А. Банников художественно мыслит – зримо, зорко. Образно. Бесстрашно разбирает сам распад, разложение среды существования. На поэте лежит вся тяжесть этого распада (такова участь настоящего поэта). Видно, с каким трудом и мучениями он ворочает продукты распада. Преодолевая нечеловеческое напряжение, он упорно пытается свести воедино разрозненные конструкты былой экзистенции. Возникают порой ассоциации как будто случайные, в которые не просто вдуматься читателю и самому автору. Это упрямая, отчаянная попытка еще живого, теплого куска одушевленной человеческой плоти удержать разлетающиеся, остывающие частицы авторского Я и Мира, с которым, будучи тесно спаянным, поэт вместе и распадается. Перед нами возникают образы:

«Снежинки, прищурясь, как веки стрелка, / метятся, чтобы в свет фонаря / влететь – и блеснуть…Как душа старика, / себя вспоминает ночь ноября:…В чужих / воспоминаньях нам места обычно / всегда не хватает. (Зато мы во лжи / чьей-нибудь будем главной добычей.) / Всплывают обломки мира и песен / из старых бараков – тонущих… Как площадь – / моя неизвестность…/ …Мера пространства – / настриженный веками взгляд. /…Обломок звезды за глаза потянул – / туда не хочу… И в коленную чашечку / боль от падения льется…/Тут слово кончается – /внятной молитве не внемлет пространство».

Поэт выражает эту бессловесность, даже внемолитвенность мертвого пространства, окружившего его.
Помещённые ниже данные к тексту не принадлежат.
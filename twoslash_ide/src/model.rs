use serde::{Deserialize, Serialize};
use twoslash::TextEdit;

use crate::IdeError;

/// Host editor model collaborator.
///
/// Line and position queries are answered by a [`twoslash::SourceMap`] built over [`text`].
///
/// [`text`]: EditorModel::text
pub trait EditorModel {
    /// Document identifier handed to the language service.
    fn uri(&self) -> &str;

    fn text(&self) -> String;

    /// Line-ending sequence of the document.
    fn eol(&self) -> String;

    /// Monotonic content version; bumps on every change.
    fn version(&self) -> u64;

    /// Applies edits atomically without touching the undo stack.
    fn apply_edits(&mut self, edits: &[TextEdit]) -> Result<(), IdeError>;

    /// Applies edits atomically as an undoable user edit attributed to `source`.
    fn execute_edits(&mut self, source: &str, edits: &[TextEdit]) -> Result<(), IdeError>;

    /// Closes the current undo element.
    fn push_stack_element(&mut self);

    /// Reopens the last undo element so following edits amend it.
    fn pop_stack_element(&mut self);
}

/// Content-change notification from the host.
#[derive(Debug, Clone, Copy, Default, PartialEq, Eq, Serialize, Deserialize)]
#[serde(rename_all = "camelCase")]
pub struct ContentChange {
    pub version_id: u64,
    #[serde(default)]
    pub is_undoing: bool,
    #[serde(default)]
    pub is_redoing: bool,
}

impl ContentChange {
    pub fn is_undo_redo(&self) -> bool {
        self.is_undoing || self.is_redoing
    }
}
use serde::{Deserialize, Serialize};

/// Half-open byte span into the document text: `[start, end)`.
///
/// `start` and `end` must be valid UTF-8 slice boundaries for that same text.
#[derive(Debug, Clone, Copy, PartialEq, Eq, PartialOrd, Ord, Hash, Serialize, Deserialize)]
pub struct Span {
    pub start: u32,
    pub end: u32,
}

impl Span {
    pub fn new(start: usize, end: usize) -> Span {
        Span {
            start: u32::try_from(start).unwrap_or(u32::MAX),
            end: u32::try_from(end).unwrap_or(u32::MAX),
        }
    }

    pub fn len(&self) -> usize {
        self.end.saturating_sub(self.start) as usize
    }

    pub fn is_empty(&self) -> bool {
        self.start >= self.end
    }

    pub fn overlaps(&self, other: &Span) -> bool {
        self.start < other.end && other.start < self.end
    }

    pub fn range(&self) -> std::ops::Range<usize> {
        self.start as usize..self.end as usize
    }
}

/// 1-based line/column pair. Columns count UTF-8 bytes from the line start.
#[derive(Debug, Clone, Copy, PartialEq, Eq, PartialOrd, Ord, Hash, Serialize, Deserialize)]
pub struct LineCol {
    pub line: usize,
    pub col: usize,
}

impl LineCol {
    pub fn new(line: usize, col: usize) -> LineCol {
        LineCol { line, col }
    }
}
Высказывает и саму его немоту, тьму внешнюю через образы её глубоко внутреннего, собственного переживания и осмысления. Парадоксально он схватывает всё случившееся с ним и с миром единственным орудием, имеющимся в распоряжении поэта – художественно изощрённым словом. Он как бы заговаривает саму смерть, сохраняя, удерживая из последних сил на её зыбкой границе – необратимо уходящую, зашедшую за точку возврата, стремительно распадающуюся жизнь. Поэт, точка сборки и разложения человечества.